Into our land. Into our literature.

Lenard Moore

It would be ironic if it weren’t so profoundly true that Lenard Moore has used the smallest of nets to capture, in stark and stunning detail, the chaos of our lives and his. A master of haiku and its many associated forms — tanka, senryu, renku and on and on — Moore was the first Southerner and first Black president of the Haiku Society of America, and the author of too many poems to count. He has been published in over 30 genres and translated into more than 20 languages.

With the pockets of his dapper sport coats stuffed with tiny notebooks, Moore doesn’t just write every day; he writes everywhere.

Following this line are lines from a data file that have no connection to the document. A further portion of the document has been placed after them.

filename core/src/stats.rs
//! Aggregates over stored workout records for the statistics view.

use std::collections::{BTreeMap, HashSet};

use chrono::NaiveDate;

use crate::store::{SetEntry, WorkoutRecord};

#[derive(Debug, Clone, Copy, PartialEq, Eq, Default)]
pub struct Summary {
    pub records: usize,
    pub days: usize,
    pub sets: usize,
}

/// Highest-volume session of one exercise.
#[derive(Debug, Clone, PartialEq)]
pub struct ExerciseBest {
    pub exercise: String,
    pub volume: f64,
    pub date: NaiveDate,
    /// Heaviest set of that session.
    pub best_set: SetEntry,
}

pub fn summarize(records: &[WorkoutRecord]) -> Summary {
    let days: HashSet<NaiveDate> = records.iter().map(|r| r.date).collect();
    Summary {
        records: records.len(),
        days: days.len(),
        sets: records.iter().map(|r| r.sets.len()).sum(),
    }
}

/// Best session volume per exercise, ordered by exercise name. Names are
/// grouped case-insensitively; the first spelling seen is kept.
pub fn best_volumes(records: &[WorkoutRecord]) -> Vec<ExerciseBest> {
    let mut bests: BTreeMap<String, ExerciseBest> = BTreeMap::new();
    for record in records {
        let volume = record.volume();
        let Some(best_set) = record
            .sets
            .iter()
            .copied()
            .max_by(|a, b| a.weight.total_cmp(&b.weight))
        else {
            continue;
        };

        let key = record.exercise.trim().to_lowercase();
        match bests.get_mut(&key) {
            Some(current) if current.volume >= volume => {}
            Some(current) => {
                current.volume = volume;
                current.date = record.date;
                current.best_set = best_set;
            }
            None => {
                bests.insert(
                    key,
                    ExerciseBest {
                        exercise: record.exercise.clone(),
                        volume,
                        date: record.date,
                        best_set,
                    },
                );
            }
        }
    }
    bests.into_values().collect()
}

/// The `limit` most recent records, newest date first.
pub fn recent(records: &[WorkoutRecord], limit: usize) -> Vec<&WorkoutRecord> {
    let mut sorted: Vec<&WorkoutRecord> = records.iter().collect();
    sorted.sort_by(|a, b| b.date.cmp(&a.date).then(b.id.cmp(&a.id)));
    sorted.truncate(limit);
    sorted
}
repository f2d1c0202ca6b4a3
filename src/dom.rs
//! Small helpers over web-sys for view controllers.

use tracing::warn;
use wasm_bindgen::prelude::*;
use wasm_bindgen::JsCast;
use web_sys::{Element, Event, EventTarget, HtmlElement, HtmlInputElement, Node};

use crate::browser::{describe, document};

/// An event listener that is removed when dropped.
pub struct EventBinding {
    target: EventTarget,
    event: &'static str,
    callback: Closure<dyn FnMut(Event)>,
}

impl EventBinding {
    pub fn listen<F>(target: &EventTarget, event: &'static str, handler: F) -> Result<Self, String>
    where
        F: FnMut(Event) + 'static,
    {
        let callback = Closure::<dyn FnMut(Event)>::new(handler);
        target
            .add_event_listener_with_callback(event, callback.as_ref().unchecked_ref())
            .map_err(|e| format!("Failed to listen for {}: {}", event, describe(&e)))?;
        Ok(Self {
            target: target.clone(),
            event,
            callback,
        })
    }
}

impl Drop for EventBinding {
    fn drop(&mut self) {
        let _ = self
            .target
            .remove_event_listener_with_callback(self.event, self.callback.as_ref().unchecked_ref());
    }
}

/// Element by id, or an error naming the missing id.
pub fn require<T: JsCast>(id: &str) -> Result<T, String> {
    document()
        .and_then(|d| d.get_element_by_id(id))
        .and_then(|el| el.dyn_into::<T>().ok())
        .ok_or_else(|| format!("Missing element #{}", id))
}

pub fn find<T: JsCast>(id: &str) -> Option<T> {
    require(id).ok()
}

/// Elements under `root` matching `selector`.
pub fn query_all(root: &Element, selector: &str) -> Vec<Element> {
    let Ok(list) = root.query_selector_all(selector) else {
        return Vec::new();
    };
    (0..list.length())
        .filter_map(|i| list.item(i))
        .filter_map(|node| node.dyn_into::<Element>().ok())
        .collect()
}

/// Element that received `event`, if it is an element.
pub fn event_element(event: &Event) -> Option<Element> {
    event.target().and_then(|t| t.dyn_into::<Element>().ok())
}

pub fn has_class(el: &Element, class: &str) -> bool {
    el.class_list().contains(class)
}

pub fn index_attr(el: &Element, attr: &str) -> Option<usize> {
    el.get_attribute(attr).and_then(|v| v.parse().ok())
}

pub fn input_value(event: &Event) -> Option<(HtmlInputElement, String)> {
    let input = event.target()?.dyn_into::<HtmlInputElement>().ok()?;
    let value = input.value();
    Some((input, value))
}

pub fn set_visible(el: &HtmlElement, visible: bool) {
    let display = if visible { "block" } else { "none" };
    if let Err(e) = el.style().set_property("display", display) {
        warn!("Failed to set display on #{}: {}", el.id(), describe(&e));
    }
}

/// Run `f` from a zero-delay timer, once the current event and any default
/// action it triggers (such as moving focus) have finished.
pub fn defer<F>(f: F)
where
    F: FnOnce() + 'static,
{
    let Some(window) = web_sys::window() else {
        return;
    };
    let callback = Closure::once_into_js(f);
    if let Err(e) = window.set_timeout_with_callback_and_timeout_and_arguments_0(callback.unchecked_ref(), 0) {
        warn!("Failed to schedule callback: {}", describe(&e));
    }
}

/// The focused element, when it sits inside `root`.
pub fn focused_within(root: &Element) -> Option<Element> {
    let active = document()?.active_element()?;
    let node: &Node = &active;
    root.contains(Some(node)).then_some(active)
}
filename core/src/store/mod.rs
mod backend;
mod records;
mod types;

pub use backend::{KeyValueStore, MemoryStore};
pub use records::{LoadOutcome, RecordStore};
pub use types::{RecordId, SetEntry, WorkoutRecord};
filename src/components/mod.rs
pub mod sidebar;
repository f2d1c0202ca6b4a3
use std::cell::{Cell, RefCell};
use std::collections::HashMap;

use crate::error::StoreError;

/// A string-keyed durable store, such as the browser's `localStorage`.
pub trait KeyValueStore {
    fn get_item(&self, key: &str) -> Result<Option<String>, StoreError>;
    fn set_item(&self, key: &str, value: &str) -> Result<(), StoreError>;
}

impl<S: KeyValueStore + ?Sized> KeyValueStore for &S {
    fn get_item(&self, key: &str) -> Result<Option<String>, StoreError> {
        (**self).get_item(key)
    }

    fn set_item(&self, key: &str, value: &str) -> Result<(), StoreError> {
        (**self).set_item(key, value)
    }
}

/// In-memory store used by tests and as a fallback when the browser denies
/// access to `localStorage`.
#[derive(Debug, Default)]
pub struct MemoryStore {
    entries: RefCell<HashMap<String, String>>,
    fail_writes: Cell<bool>,
}

impl MemoryStore {
    pub fn new() -> Self {
        Self::default()
    }

    pub fn with_entry(self, key: &str, value: &str) -> Self {
        self.entries
            .borrow_mut()
            .insert(key.to_string(), value.to_string());
        self
    }

    /// Make every following write fail, simulating a full quota.
    pub fn set_fail_writes(&self, fail: bool) {
        self.fail_writes.set(fail);
    }

    pub fn raw(&self, key: &str) -> Option<String> {
        self.entries.borrow().get(key).cloned()
    }
}

impl KeyValueStore for MemoryStore {
    fn get_item(&self, key: &str) -> Result<Option<String>, StoreError> {
        Ok(self.raw(key))
    }

    fn set_item(&self, key: &str, value: &str) -> Result<(), StoreError> {
        if self.fail_writes.get() {
            return Err(StoreError::Write {
                key: key.to_string(),
                reason: "quota exceeded".to_string(),
            });
        }
        self.entries
            .borrow_mut()
            .insert(key.to_string(), value.to_string());
        Ok(())
    }
}
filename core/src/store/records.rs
use serde::de::DeserializeOwned;
use serde::Serialize;
use tracing::{debug, info, warn};

use super::backend::KeyValueStore;
use super::types::{RecordId, WorkoutRecord};
use crate::config::StorageKeys;
use crate::error::StoreError;

/// Result of reading one collection. Corrupt content is reported separately
/// from a missing key, but both degrade to an empty collection.
#[derive(Debug, Clone, PartialEq)]
pub enum LoadOutcome<T> {
    Absent,
    Corrupt(String),
    Loaded(T),
}

impl<T: Default> LoadOutcome<T> {
    pub fn into_value(self) -> T {
        match self {
            LoadOutcome::Loaded(value) => value,
            LoadOutcome::Absent | LoadOutcome::Corrupt(_) => T::default(),
        }
    }
}

/// Accessor for the exercise catalog and workout record collections.
pub struct RecordStore<S> {
    backend: S,
    keys: StorageKeys,
}

impl<S: KeyValueStore> RecordStore<S> {
    pub fn new(backend: S, keys: StorageKeys) -> Self {
        Self { backend, keys }
    }

    pub fn backend(&self) -> &S {
        &self.backend
    }

    fn load<T: DeserializeOwned>(&self, key: &str) -> LoadOutcome<T> {
        let raw = match self.backend.get_item(key) {
            Ok(Some(raw)) => raw,
            Ok(None) => {
                debug!("No stored data under {}", key);
                return LoadOutcome::Absent;
            }
            Err(e) => {
                warn!("{}", e);
                return LoadOutcome::Corrupt(e.to_string());
            }
        };

        match serde_json::from_str(&raw) {
            Ok(value) => LoadOutcome::Loaded(value),
            Err(e) => {
                warn!("Stored data under {} is malformed, treating as empty: {}", key, e);
                LoadOutcome::Corrupt(e.to_string())
            }
        }
    }

    fn store<T: Serialize + ?Sized>(&self, key: &str, value: &T) -> Result<(), StoreError> {
        let json = serde_json::to_string(value).map_err(|e| StoreError::Serialize {
            key: key.to_string(),
            reason: e.to_string(),
        })?;
        self.backend.set_item(key, &json)
    }

    pub fn load_exercises(&self) -> LoadOutcome<Vec<String>> {
        self.load(&self.keys.exercises)
    }

    pub fn load_records(&self) -> LoadOutcome<Vec<WorkoutRecord>> {
        self.load(&self.keys.records)
    }

    /// The exercise catalog, or empty when absent or malformed.
    pub fn get_exercises(&self) -> Vec<String> {
        self.load_exercises().into_value()
    }

    /// All workout records, or empty when absent or malformed.
    pub fn get_records(&self) -> Vec<WorkoutRecord> {
        self.load_records().into_value()
    }

    /// Current content of `key` for a read-modify-write. Unlike the plain
    /// getters, malformed content is an error.
    fn load_for_update<T: DeserializeOwned + Default>(&self, key: &str) -> Result<T, StoreError> {
        match self.load(key) {
            LoadOutcome::Loaded(value) => Ok(value),
            LoadOutcome::Absent => Ok(T::default()),
            LoadOutcome::Corrupt(reason) => Err(StoreError::Corrupt {
                key: key.to_string(),
                reason,
            }),
        }
    }

    /// The catalog for modification. Fails on malformed content.
    pub fn exercises_for_update(&self) -> Result<Vec<String>, StoreError> {
        self.load_for_update(&self.keys.exercises)
    }

    /// Overwrite the catalog in a single write.
    pub fn save_exercises(&self, exercises: &[String]) -> Result<(), StoreError> {
        self.store(&self.keys.exercises, exercises)?;
        info!("Saved {} catalog exercises", exercises.len());
        Ok(())
    }

    /// Extend the record collection in a single write.
    pub fn append_records(&self, records: &[WorkoutRecord]) -> Result<(), StoreError> {
        let mut all: Vec<WorkoutRecord> = self.load_for_update(&self.keys.records)?;
        all.extend_from_slice(records);
        self.store(&self.keys.records, &all)?;
        info!("Appended {} records ({} stored)", records.len(), all.len());
        Ok(())
    }

    /// Remove the record with `id`. Returns false, without writing, when no
    /// record matched.
    pub fn delete_record(&self, id: RecordId) -> Result<bool, StoreError> {
        let mut all: Vec<WorkoutRecord> = self.load_for_update(&self.keys.records)?;
        let before = all.len();
        all.retain(|r| r.id != id);
        if all.len() == before {
            info!("Record {} not found", id);
            return Ok(false);
        }
        self.store(&self.keys.records, &all)?;
        info!("Deleted record {}", id);
        Ok(true)
    }
}

#[cfg(test)]
mod tests {
    use super::*;
    use crate::store::{MemoryStore, SetEntry};
    use chrono::NaiveDate;

    fn create_test_store() -> RecordStore<MemoryStore> {
        RecordStore::new(MemoryStore::new(), StorageKeys::default())
    }

    fn make_record(id: u64, exercise: &str) -> WorkoutRecord {
        WorkoutRecord {
            id: RecordId::from(id),
            date: NaiveDate::from_ymd_opt(2024, 1, 1).unwrap(),
            exercise: exercise.to_string(),
            sets: vec![SetEntry::new(50.0, 5.0)],
        }
    }

    #[test]
    fn test_absent_collections_are_empty() {
        let store = create_test_store();
        assert_eq!(store.load_exercises(), LoadOutcome::Absent);
        assert!(store.get_exercises().is_empty());
        assert!(store.get_records().is_empty());
    }

    #[test]
    fn test_malformed_content_is_reported_as_corrupt() {
        let backend = MemoryStore::new()
            .with_entry("myhealth_exercises", "{oops")
            .with_entry("myhealth_records", r#"{"not":"an array"}"#);
        let store = RecordStore::new(backend, StorageKeys::default());

        assert!(matches!(store.load_exercises(), LoadOutcome::Corrupt(_)));
        assert!(matches!(store.load_records(), LoadOutcome::Corrupt(_)));
        assert!(store.get_exercises().is_empty());
        assert!(store.get_records().is_empty());
    }

    #[test]
    fn test_save_and_load_exercises() {
        let store = create_test_store();
        let list = vec!["Squat".to_string(), "Bench Press".to_string()];
        store.save_exercises(&list).unwrap();

        assert_eq!(store.get_exercises(), list);
        assert_eq!(
            store.backend().raw("myhealth_exercises").unwrap(),
            r#"["Squat","Bench Press"]"#
        );
    }

    #[test]
    fn test_append_records_extends_collection() {
        let store = create_test_store();
        store.append_records(&[make_record(1, "Squat")]).unwrap();
        store
            .append_records(&[make_record(2, "Deadlift"), make_record(3, "Row")])
            .unwrap();

        let ids: Vec<RecordId> = store.get_records().iter().map(|r| r.id).collect();
        assert_eq!(ids, vec![RecordId::from(1u64), RecordId::from(2u64), RecordId::from(3u64)]);
    }

    #[test]
    fn test_append_keeps_corrupt_collection() {
        let backend = MemoryStore::new().with_entry("myhealth_records", "garbage");
        let store = RecordStore::new(backend, StorageKeys::default());

        let err = store.append_records(&[make_record(7, "Squat")]).unwrap_err();
        assert!(matches!(err, StoreError::Corrupt { .. }));
        assert_eq!(store.backend().raw("myhealth_records").unwrap(), "garbage");
    }

    #[test]
    fn test_delete_keeps_corrupt_collection() {
        let backend = MemoryStore::new().with_entry("myhealth_records", r#"[{"id":"x"}]"#);
        let store = RecordStore::new(backend, StorageKeys::default());

        assert!(store.delete_record(RecordId::from(1u64)).is_err());
        assert_eq!(store.backend().raw("myhealth_records").unwrap(), r#"[{"id":"x"}]"#);
    }

    #[test]
    fn test_fractional_ids_load_and_delete() {
        let raw = r#"[{"id":1704067200000.4321,"date":"2024-01-01","exercise":"Squat","sets":[{"weight":100,"reps":5}]}]"#;
        let backend = MemoryStore::new().with_entry("myhealth_records", raw);
        let store = RecordStore::new(backend, StorageKeys::default());

        let records = store.get_records();
        assert_eq!(records.len(), 1);

        store.append_records(&[make_record(2, "Row")]).unwrap();
        assert_eq!(store.get_records().len(), 2);

        let id = RecordId::parse(&records[0].id.to_string()).unwrap();
        assert!(store.delete_record(id).unwrap());
        let left = store.get_records();
        assert_eq!(left.len(), 1);
        assert_eq!(left[0].exercise, "Row");
    }

    #[test]
    fn test_write_failure_is_surfaced() {
        let store = create_test_store();
        store.backend().set_fail_writes(true);
        let err = store.save_exercises(&["Squat".to_string()]).unwrap_err();
        assert!(matches!(err, StoreError::Write { .. }));
        assert!(store.get_exercises().is_empty());
    }

    #[test]
    fn test_delete_present_record() {
        let store = create_test_store();
        store
            .append_records(&[make_record(1, "Squat"), make_record(2, "Row")])
            .unwrap();

        assert!(store.delete_record(RecordId::from(1u64)).unwrap());
        let records = store.get_records();
        assert_eq!(records.len(), 1);
        assert!(records.iter().all(|r| r.id != RecordId::from(1u64)));
    }

    #[test]
    fn test_delete_missing_record() {
        let store = create_test_store();
        store.append_records(&[make_record(1, "Squat")]).unwrap();

        assert!(!store.delete_record(RecordId::from(99u64)).unwrap());
        assert_eq!(store.get_records().len(), 1);
    }
}
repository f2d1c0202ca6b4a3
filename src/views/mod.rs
//! Per-view controllers. The router builds one from its factory on every
//! navigation and tears it down before the next.

mod record;
mod settings;
mod stats;

use std::rc::Rc;

use liftlog_core::{FragmentSource, RecordStore, Router, ViewHost};

use crate::browser::BrowserStorage;

pub use record::RecordController;
pub use settings::SettingsController;
pub use stats::StatsController;

pub type SharedStore = Rc<RecordStore<BrowserStorage>>;

/// Controller keys the route table may name.
pub const CONTROLLERS: &[&str] = &["record", "settings", "stats"];

pub fn register_all<F: FragmentSource, H: ViewHost>(router: &mut Router<F, H>, store: &SharedStore) {
    let s = store.clone();
    router.register("record", move || Box::new(RecordController::new(s.clone())));
    let s = store.clone();
    router.register("settings", move || Box::new(SettingsController::new(s.clone())));
    let s = store.clone();
    router.register("stats", move || Box::new(StatsController::new(s.clone())));
}
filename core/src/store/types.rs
use std::cmp::Ordering;
use std::hash::{Hash, Hasher};

use chrono::NaiveDate;
use rand::Rng;
use serde::{Deserialize, Deserializer, Serialize, Serializer};

/// Largest integer a JavaScript number holds exactly.
const MAX_SAFE_INTEGER: f64 = 9_007_199_254_740_991.0;

/// Identity of a stored workout record.
///
/// Stored as any JSON number: older data carries fractional ids built from
/// a millisecond timestamp plus a random fraction. New ids are integers,
/// creation time in milliseconds with three random digits appended, and are
/// written without a fractional part.
#[derive(Debug, Clone, Copy)]
pub struct RecordId(f64);

impl RecordId {
    /// Finite values only.
    pub fn new(value: f64) -> Option<Self> {
        value.is_finite().then_some(Self(value))
    }

    pub fn generate(now_ms: u64) -> Self {
        let salt: u64 = rand::rng().random_range(0..1000);
        Self::from(now_ms.saturating_mul(1000).saturating_add(salt))
    }

    pub fn value(self) -> f64 {
        self.0
    }

    /// Inverse of `Display`, used for ids carried in markup attributes.
    pub fn parse(raw: &str) -> Option<Self> {
        raw.trim().parse::<f64>().ok().and_then(Self::new)
    }

    fn as_integer(self) -> Option<u64> {
        (self.0.fract() == 0.0 && self.0 >= 0.0 && self.0 <= MAX_SAFE_INTEGER).then_some(self.0 as u64)
    }
}

impl From<u64> for RecordId {
    fn from(value: u64) -> Self {
        Self(value as f64)
    }
}

impl PartialEq for RecordId {
    fn eq(&self, other: &Self) -> bool {
        self.0.to_bits() == other.0.to_bits()
    }
}

impl Eq for RecordId {}

impl Hash for RecordId {
    fn hash<H: Hasher>(&self, state: &mut H) {
        self.0.to_bits().hash(state);
    }
}

impl PartialOrd for RecordId {
    fn partial_cmp(&self, other: &Self) -> Option<Ordering> {
        Some(self.cmp(other))
    }
}

impl Ord for RecordId {
    fn cmp(&self, other: &Self) -> Ordering {
        self.0.total_cmp(&other.0)
    }
}

impl Serialize for RecordId {
    fn serialize<S: Serializer>(&self, serializer: S) -> Result<S::Ok, S::Error> {
        match self.as_integer() {
            Some(n) => serializer.serialize_u64(n),
            None => serializer.serialize_f64(self.0),
        }
    }
}

impl<'de> Deserialize<'de> for RecordId {
    fn deserialize<D: Deserializer<'de>>(deserializer: D) -> Result<Self, D::Error> {
        let value = f64::deserialize(deserializer)?;
        Self::new(value).ok_or_else(|| serde::de::Error::custom("record id is not a finite number"))
    }
}

impl std::fmt::Display for RecordId {
    fn fmt(&self, f: &mut std::fmt::Formatter<'_>) -> std::fmt::Result {
        match self.as_integer() {
            Some(n) => write!(f, "{}", n),
            None => write!(f, "{}", self.0),
        }
    }
}

/// One weight/repetition pair.
#[derive(Debug, Clone, Copy, PartialEq, Default, Serialize, Deserialize)]
pub struct SetEntry {
    pub weight: f64,
    pub reps: f64,
}

impl SetEntry {
    pub fn new(weight: f64, reps: f64) -> Self {
        Self { weight, reps }
    }

    /// Both fields strictly positive. NaN is never valid.
    pub fn is_valid(&self) -> bool {
        self.weight > 0.0 && self.reps > 0.0
    }

    pub fn volume(&self) -> f64 {
        self.weight * self.reps
    }
}

/// A committed exercise for one day. Immutable once stored.
#[derive(Debug, Clone, PartialEq, Serialize, Deserialize)]
pub struct WorkoutRecord {
    pub id: RecordId,
    pub date: NaiveDate,
    pub exercise: String,
    pub sets: Vec<SetEntry>,
}

impl WorkoutRecord {
    pub fn volume(&self) -> f64 {
        self.sets.iter().map(SetEntry::volume).sum()
    }
}

#[cfg(test)]
mod tests {
    use super::*;

    #[test]
    fn test_generated_ids_fit_js_numbers() {
        let id = RecordId::generate(1_700_000_000_000);
        assert!(id.value() >= 1_700_000_000_000_000.0);
        assert!(id.value() < MAX_SAFE_INTEGER);
        assert_eq!(id.value().fract(), 0.0);
    }

    #[test]
    fn test_set_entry_validity() {
        assert!(SetEntry::new(50.0, 5.0).is_valid());
        assert!(!SetEntry::new(0.0, 5.0).is_valid());
        assert!(!SetEntry::new(50.0, -1.0).is_valid());
        assert!(!SetEntry::new(f64::NAN, 5.0).is_valid());
    }

    #[test]
    fn test_record_json_shape() {
        let record = WorkoutRecord {
            id: RecordId::from(42u64),
            date: NaiveDate::from_ymd_opt(2024, 1, 1).unwrap(),
            exercise: "Bench Press".to_string(),
            sets: vec![SetEntry::new(50.0, 5.0)],
        };
        let json = serde_json::to_value(&record).unwrap();
        assert_eq!(
            json,
            serde_json::json!({
                "id": 42,
                "date": "2024-01-01",
                "exercise": "Bench Press",
                "sets": [{"weight": 50.0, "reps": 5.0}]
            })
        );
    }

    #[test]
    fn test_record_id_parse() {
        assert_eq!(RecordId::parse(" 17 "), Some(RecordId::from(17u64)));
        assert_eq!(RecordId::parse("1.5").map(RecordId::value), Some(1.5));
        assert_eq!(RecordId::parse("NaN"), None);
        assert_eq!(RecordId::parse("abc"), None);
    }

    #[test]
    fn test_fractional_id_loads_and_round_trips() {
        let json = r#"{"id":1704067200000.4321,"date":"2024-01-01","exercise":"Squat","sets":[{"weight":100,"reps":5}]}"#;
        let record: WorkoutRecord = serde_json::from_str(json).unwrap();
        assert!((record.id.value() - 1_704_067_200_000.432).abs() < 0.01);
        assert_eq!(record.sets, vec![SetEntry::new(100.0, 5.0)]);

        let shown = record.id.to_string();
        assert!(shown.starts_with("1704067200000.43"));
        assert_eq!(RecordId::parse(&shown), Some(record.id));

        let written = serde_json::to_value(&record).unwrap();
        assert_eq!(written["id"].as_f64(), Some(record.id.value()));
    }

    #[test]
    fn test_integer_ids_display_without_fraction() {
        let id = RecordId::from(1_704_153_600_000_513u64);
        assert_eq!(id.to_string(), "1704153600000513");
        assert_eq!(serde_json::to_string(&id).unwrap(), "1704153600000513");
    }
}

“I write all times of the day,” he says. “I write in the morning. I write at night. Walk through the woods, I write. Go to the beach, I write. In the mountains. It doesn’t matter. I go to basketball games, I always have a journal on me. I might have three.” In 1982, sitting in a Western Sizzlin’ all day, drinking a pitcher of sweet tea, he wrote 1,447 poems, and has stopped counting ever since.

Twenty years ago Moore lost his only child, his daughter Maiisha, a student at East Carolina University, in a car accident two weeks after her 22nd birthday. Her self-portrait is on the wall of his bedroom. There are Chinese fortune cookies wrapped in cellophane on the coffee table in his living room next to his daughter’s dictionary, its well-worn pages marked with as many yellow sticky notes as there are bees in a hive. On the shelf of an end table nearby is Maiisha’s Bible.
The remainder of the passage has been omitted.